O adolescente indígena, não contaminado pelos padrões deformantes das culturas não indígenas, está individual e socialmente distante dos transtornos relacionados à baixa ou perturbada auto-estima, dos conflitos decisionais particularmente relacionados com atividade sexual, dos distúrbios da imagem corporal, dos criminosos riscos de intoxicação relacionados com o abuso de substâncias, das distonias decorrentes de isolamento social, da ignorância sobre o modo de manutenção da saúde, do possível risco de trauma relacionado com sentimentos de invulnerabilidade pessoal, dos agravos e risco de violência autodirigida ou direcionada aos outros.

O primeiro orgasmo, portanto consciente, decorre geralmente de prévia excitação e de auto-erotismo: a masturbação. Excitação e ejaculação podem ocorrer muito antes sem que haja, entretanto, a experiência do orgasmo pois que uma criança não tem ainda experiência de vida para atingir o orgasmo.

A primeira masturbação talvez ocorra estando o moço ou o rapaz (adolescentes) sozinho, com colegas da mesma idade ou com pessoas do sexo oposto; ainda, talvez, esse primeiro orgasmo já aconteça numa relação sexual, estando ou não o menino conscientemente preparado para um evento de tal responsabilidade: sem uma prévia formação mental, cultural, afetiva e moral – iniciadas desde o berço – disfunções e distonias imprevisíveis despontarão após a fase de criança.

Na atualidade e sem ter a educação indígena como paradigma civilizatório e integrado, particularmente os homens chegam à adolescência problemas de identidade corporal, de identidade de gênero, de identidade genital, de identidade sexual: as deseducações sexuais dos pais, junto aos mecanismos sociais desintegradores, enfrentam tais problemas com uma cultura de hipocrisia, de cinismo ou de indiferença oferecendo aos filhos impotentes (sem capacidade para) enxurradas de inutilidades que mais os bestializam – tais como revistas de sexo ou de nus, encontros sexuais desintegrantes e irresponsáveis, filmes e outros recursos imbecilizantes de sexo genital insatisfatório, prematuros e inconseqüentes estímulos a namoros. De outro modo, fingem a não-existência de problemas ou deixam os filhos sob a orientação de pessoas e de profissionais tão ou mais desintegrados quanto eles mesmos.

A Andrarca é um fato natural dentro do período denominado adolescência: a Saúde do Adolescente ou, conforme prefiro, o Cuidado de Enfermagem na Adolescência não se referencia pelos saberes e práticas da Hebiatria – conquanto dialogue com o mesmo.

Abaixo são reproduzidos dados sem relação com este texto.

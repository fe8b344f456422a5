//! Configuration schema for vhostgen
//!
//! Defines the structure and defaults for the config.json file.

use serde::{Deserialize, Serialize};

use crate::vhost::{DEFAULT_CACHE_MAX_AGE, DEFAULT_CERT_DIR, DEFAULT_PHP_FPM_SOCKET, RenderSettings};
use crate::writer::DEFAULT_OUTPUT_DIR;

/// Main configuration structure for vhostgen
///
/// Read from `~/.config/vhostgen/config.json` (comments allowed)
#[derive(Debug, Clone, Serialize, Deserialize, PartialEq)]
#[serde(deny_unknown_fields)]
pub struct Config {
    /// Config file version for migrations
    #[serde(default = "default_version")]
    pub version: u32,

    /// Directory server blocks are written to (default: "/etc/nginx/conf.d")
    #[serde(default = "default_output_dir")]
    pub output_dir: String,

    /// Directory holding `<domain>/fullchain.pem` and `<domain>/privkey.pem`
    /// (default: "/etc/certbot/live")
    #[serde(default = "default_cert_dir")]
    pub cert_dir: String,

    /// fastcgi_pass target for the PHP template
    /// (default: "unix:/var/run/php/php7.2-fpm.sock")
    #[serde(default = "default_php_fpm_socket")]
    pub php_fpm_socket: String,

    /// Static asset max-age used by `--cache` without a value (default: "6h")
    #[serde(default = "default_cache_max_age")]
    pub cache_max_age: String,
}

fn default_version() -> u32 {
    1
}

fn default_output_dir() -> String {
    DEFAULT_OUTPUT_DIR.to_string()
}

fn default_cert_dir() -> String {
    DEFAULT_CERT_DIR.to_string()
}

fn default_php_fpm_socket() -> String {
    DEFAULT_PHP_FPM_SOCKET.to_string()
}

fn default_cache_max_age() -> String {
    DEFAULT_CACHE_MAX_AGE.to_string()
}

impl Default for Config {
    fn default() -> Self {
        Self {
            version: default_version(),
            output_dir: default_output_dir(),
            cert_dir: default_cert_dir(),
            php_fpm_socket: default_php_fpm_socket(),
            cache_max_age: default_cache_max_age(),
        }
    }
}

impl Config {
    /// Create a new Config with default values
    pub fn new() -> Self {
        Self::default()
    }

    /// Template settings derived from this config
    pub fn render_settings(&self) -> RenderSettings {
        RenderSettings {
            cert_dir: self.cert_dir.clone(),
            php_fpm_socket: self.php_fpm_socket.clone(),
        }
    }
}

#[cfg(test)]
mod tests {
    use super::*;

    #[test]
    fn test_default_config() {
        let config = Config::default();
        assert_eq!(config.version, 1);
        assert_eq!(config.output_dir, "/etc/nginx/conf.d");
        assert_eq!(config.cert_dir, "/etc/certbot/live");
        assert_eq!(config.php_fpm_socket, "unix:/var/run/php/php7.2-fpm.sock");
        assert_eq!(config.cache_max_age, "6h");
    }

    #[test]
    fn test_default_render_settings_match_builtin_defaults() {
        assert_eq!(Config::default().render_settings(), RenderSettings::default());
    }

    #[test]
    fn test_deserialize_with_missing_optional_fields() {
        let json = r#"{"version": 1}"#;
        let config: Config = serde_json::from_str(json).unwrap();
        assert_eq!(config, Config::default());
    }

    #[test]
    fn test_deserialize_overrides() {
        let json = r#"{
            "version": 1,
            "output_dir": "/usr/local/etc/nginx/servers",
            "php_fpm_socket": "unix:/run/php/php8.2-fpm.sock"
        }"#;
        let config: Config = serde_json::from_str(json).unwrap();
        assert_eq!(config.output_dir, "/usr/local/etc/nginx/servers");
        assert_eq!(config.php_fpm_socket, "unix:/run/php/php8.2-fpm.sock");
        assert_eq!(config.cert_dir, "/etc/certbot/live");
    }

    #[test]
    fn test_reject_unknown_fields() {
        let json = r#"{"version": 1, "unknown_field": "value"}"#;
        let result: Result<Config, _> = serde_json::from_str(json);
        assert!(result.is_err());
    }
}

Hebiatria é especialidade médica, inventada em 1951 no Hospital Infantil de Boston.

No campo da andrarcaterapia, os terapeutas do cuidado retomam seu lugar abandonado e conhecido como Enfermagem Escolar ou Cuidado de Enfermagem Escolar: as ações de cuidado integradas à vida escolar da criança poderiam ser estratégicas para orientação e acompanhamento de pais e de filhos, notadamente quando estes últimos chegam à fase da adolescência - hoje, cada vez mais precoce.

Aprendendo com os erros do passado em que se fomentou oficialmente uma educação corporal e educação sexual castradora e centrada na doença, somando-se à aprendizagem com os erros fomentados por uma educação libertina ou sem responsabilidade, o terapeuta do cuidado na Enfermagem Escolar poderia contribuir, e muito, para um saudável crescimento e desenvolvimento infanto-juvenil.

A ação do terapeuta do cuidado na Enfermagem Escolar deveria centrar-se na sexualidade e não nos problemas da sexualidade, na vida sexual saudável e não nos distúrbios do sexo, na vida afetiva saudável e não nos transtornos da afetividade, na aprendizagem e não nos distúrbios da aprendizagem.

 


[1]NUNES, César; SILVA, Edna. A Educação sexual da criança. Campinas: Autores Associados. 2000; p.3
[2]SIQUEIRA, João Baptista. Os Cariris do Nordeste. Rio de Janeiro: Cátedra. 1978.